Numerical investigation of transition and turbulence in planar and axisymmetric expansions Moallemi, Nima


This thesis documents a series of complementary numerical investigations aimed at understanding the flow instability, transition, and laminarization process through planar and axisymmetric expansions. Direct numerical simulation (DNS) is used to accurately resolve the spatial and temporal scales of the simulated flows. The first investigation addresses the mechanisms for the initial onset of flow instability in planar expansions at low Reynolds numbers. Various expansion ratios are studied using two-dimensional direct numerical simulations at flow Reynolds numbers up to 5000 and expansion ratios in the range of 1.33 to 4.00. Correlations are developed for the non-dimensional reattachment length and the maximum velocity magnitude in the reverse-flow region in terms of Reynolds numbers and expansion ratios.

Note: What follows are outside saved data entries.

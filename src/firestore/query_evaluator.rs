use std::cmp::Ordering;

use crate::firestore::api::query::{OrderBy, OrderDirection};
use crate::firestore::model::Document;
use crate::firestore::value::compare_values;

/// Orders two documents the way a query with `order_by` returns them.
///
/// Each ordering compares the field value with [`compare_values`]; a document
/// missing the field sorts before every document that has it. `__name__`
/// compares document keys. Ties fall back to the document path, ascending, so the
/// result is total over distinct documents.
pub(crate) fn compare_documents(left: &Document, right: &Document, order_by: &[OrderBy]) -> Ordering {
    for order in order_by {
        let ordering = if order.field().is_document_id() {
            left.key().cmp(right.key())
        } else {
            match (left.field(order.field()), right.field(order.field())) {
                (Some(left_value), Some(right_value)) => compare_values(left_value, right_value),
                (None, Some(_)) => Ordering::Less,
                (Some(_), None) => Ordering::Greater,
                (None, None) => Ordering::Equal,
            }
        };

        let ordering = match order.direction() {
            OrderDirection::Ascending => ordering,
            OrderDirection::Descending => ordering.reverse(),
        };
        if ordering != Ordering::Equal {
            return ordering;
        }
    }
    left.key().cmp(right.key())
}
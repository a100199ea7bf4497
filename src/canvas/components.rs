// Copyright 2025 the Runebender Xilem Authors
// SPDX-License-Identifier: Apache-2.0

//! Components mode: component hover and the swap menu

use super::overlay::{ComponentMenu, Overlay};
use super::{CanvasMachine, FrameInput, PrimaryState};
use crate::editing::{Action, InteractiveItem, ItemKind};
use crate::model::Glyph;

impl CanvasMachine {
    pub(super) fn components(
        &mut self,
        input: &FrameInput<'_>,
        glyph: &Glyph,
        actions: &mut Vec<Action>,
        overlay: &mut Overlay,
    ) {
        let hot = input.hot_items;
        let mut menu_centers: Vec<&InteractiveItem> = hot
            .iter()
            .filter(|item| item.kind == ItemKind::ComponentMenuItemCenter)
            .collect();
        let mut components: Vec<&InteractiveItem> = hot
            .iter()
            .filter(|item| item.kind.is_component_geometry())
            .collect();

        if input.pointer.released() {
            let choice = hot.iter().find(|i| i.kind == ItemKind::ComponentMenuItem);
            let class_choice = hot
                .iter()
                .find(|i| i.kind == ItemKind::ComponentMenuItemClass);
            if let Some(choice) = choice {
                push_component_choice(glyph, choice, actions);
            }
            if let Some(choice) = class_choice {
                push_class_choice(choice, actions);
            }
            // A release on the menu closes it, dispatched or not
            if choice.is_some() || class_choice.is_some() {
                menu_centers.clear();
                components.clear();
            }
        }

        let hovering_allowed = matches!(
            self.primary,
            PrimaryState::Default | PrimaryState::ComponentHovered
        );
        if let Some(component) = components.first().filter(|_| hovering_allowed) {
            self.primary = PrimaryState::ComponentHovered;
            let id = component
                .data
                .id
                .clone()
                .unwrap_or_else(|| component.id.to_string());
            if self.hover.id.as_ref() != Some(&id) {
                tracing::debug!("Hovering component {}", id);
                self.hover.id = Some(id);
                self.hover.frames = 0;
            }
            overlay.component_menu = Some(ComponentMenu {
                anchor: (*component).clone(),
                frame: self.hover.frames,
            });
            self.hover.frames = self.hover.frames.saturating_add(1);
        } else if let Some(center) = menu_centers.first() {
            self.primary = PrimaryState::ComponentMenuHovered;
            overlay.component_menu = Some(ComponentMenu {
                anchor: (*center).clone(),
                frame: self.hover.frames,
            });
            self.hover.frames = self.hover.frames.saturating_add(1);
        } else {
            self.primary = PrimaryState::Default;
            self.hover.reset();
        }

        self.selection.clear();
        self.contour.clear();
        self.box_origin = None;
    }
}

fn push_component_choice(glyph: &Glyph, choice: &InteractiveItem, actions: &mut Vec<Action>) {
    let (Some(id), Some(name)) = (&choice.data.component_id, &choice.data.base_id) else {
        tracing::debug!("Component menu item {} without component data", choice.id);
        return;
    };
    actions.push(Action::ChangeComponent {
        glyph: glyph.name.clone(),
        id: id.clone(),
        name: name.clone(),
    });
}

fn push_class_choice(choice: &InteractiveItem, actions: &mut Vec<Action>) {
    let (Some(class), Some(name)) = (&choice.data.component_class, &choice.data.base_id) else {
        tracing::debug!("Class menu item {} without class data", choice.id);
        return;
    };
    actions.push(Action::ChangeComponentClass {
        component_class: class.clone(),
        name: name.clone(),
    });
}
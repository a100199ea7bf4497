// Copyright 2025 the Runebender Xilem Authors
// SPDX-License-Identifier: Apache-2.0

//! Selection state: the ordered item selection and the contour cycle.
//!
//! `Selection` wraps an `Arc<Vec<InteractiveItem>>` so frame outputs can
//! hand it to the renderer without copying. Mutations produce a new list
//! (copy-on-write via `Arc::make_mut`). Order is the hit tester's order,
//! which decides the order change-sets are dispatched in.

use super::item::InteractiveItem;
use crate::model::Address;
use std::sync::Arc;

/// An ordered set of selected items, unique by id
#[derive(Debug, Clone, PartialEq)]
pub struct Selection {
    inner: Arc<Vec<InteractiveItem>>,
}

impl Selection {
    /// Create a new empty selection
    pub fn new() -> Self {
        Self {
            inner: Arc::new(Vec::new()),
        }
    }

    /// Selection holding exactly `item`
    pub fn single(item: InteractiveItem) -> Self {
        Self {
            inner: Arc::new(vec![item]),
        }
    }

    /// Select `items`, dropping later duplicates
    pub fn from_items<'a>(items: impl IntoIterator<Item = &'a InteractiveItem>) -> Self {
        let mut selection = Self::new();
        for item in items {
            selection.insert(item.clone());
        }
        selection
    }

    pub fn is_empty(&self) -> bool {
        self.inner.is_empty()
    }

    pub fn len(&self) -> usize {
        self.inner.len()
    }

    /// Check if an item with this id is selected
    pub fn contains(&self, id: &Address) -> bool {
        self.inner.iter().any(|item| &item.id == id)
    }

    pub fn first(&self) -> Option<&InteractiveItem> {
        self.inner.first()
    }

    /// The only selected item, if exactly one is selected
    pub fn single_item(&self) -> Option<&InteractiveItem> {
        match self.inner.as_slice() {
            [item] => Some(item),
            _ => None,
        }
    }

    pub fn iter(&self) -> impl Iterator<Item = &InteractiveItem> {
        self.inner.iter()
    }

    /// Append an item unless one with the same id is already selected
    pub fn insert(&mut self, item: InteractiveItem) {
        if !self.contains(&item.id) {
            Arc::make_mut(&mut self.inner).push(item);
        }
    }

    pub fn clear(&mut self) {
        if !self.is_empty() {
            self.inner = Arc::new(Vec::new());
        }
    }
}

impl Default for Selection {
    fn default() -> Self {
        Self::new()
    }
}

/// The selected contour and the cycle position among overlapping contours
///
/// Clicking where `k` contours overlap selects `candidates[index mod k]`
/// and advances `index`, so successive clicks visit every candidate.
#[derive(Debug, Clone, Default, PartialEq)]
pub struct ContourSelection {
    current: Option<InteractiveItem>,
    index: usize,
}

impl ContourSelection {
    pub fn current(&self) -> Option<&InteractiveItem> {
        self.current.as_ref()
    }

    pub fn index(&self) -> usize {
        self.index
    }

    /// Select the next candidate in the cycle
    ///
    /// Returns the newly selected contour, or `None` when there are no
    /// candidates (the selection is left unchanged).
    pub fn select_next(&mut self, candidates: &[&InteractiveItem]) -> Option<&InteractiveItem> {
        if candidates.is_empty() {
            return None;
        }
        let picked = candidates[self.index % candidates.len()].clone();
        self.index += 1;
        self.current = Some(picked);
        self.current.as_ref()
    }

    /// Whether the selected contour is among `candidates`
    pub fn is_hit(&self, candidates: &[&InteractiveItem]) -> bool {
        self.current
            .as_ref()
            .is_some_and(|current| candidates.iter().any(|c| c.id == current.id))
    }

    /// Forget the contour and restart the cycle
    pub fn clear(&mut self) {
        self.current = None;
        self.index = 0;
    }
}
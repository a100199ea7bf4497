// Copyright 2025 the Runebender Xilem Authors
// SPDX-License-Identifier: Apache-2.0

//! Glyph data model

pub mod address;
pub mod glyph;

pub use address::Address;
pub use glyph::Glyph;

Bifurcation phenomena resulting in the loss of flow symmetry downstream of the sudden expansion is observed and critical Reynolds numbers for the onset of bifurcation for various expansion ratios are identified. The growth and decay mechanisms of the localized turbulence are analyzed through the transport budgets of instantaneous vorticity. The effect of transverse jets on the bifurcation and instability of the flow in planar expansions is examined. Transverse injections cause increased levels of mixing and fluctuations downstream of the flow by generating localized disturbances through the activation of inviscid instability modes in the transverse flow. Finally, the dynamics of turbulent flow in a gradual axisymmetric expansion is investigated. Turbulent inflow is generated in a precursor simulation of a periodic pipe with an annular rib roughness. Validation is accomplished in terms of published mean velocity profile, velocity defect, and fluctuation amplitudes as well as near-wall power spectra. Turbulence from the precursor study is passed to the gradual expansion to examine the downstream growth and decay of turbulence. This process is described in terms of the evolution of the Reynolds stress tensor in the turbulent and laminarizing regions, morphometrically in terms of the evolution of coherent vortical structures, and mechanistically through analysis of the budgets of the vorticity transport equation.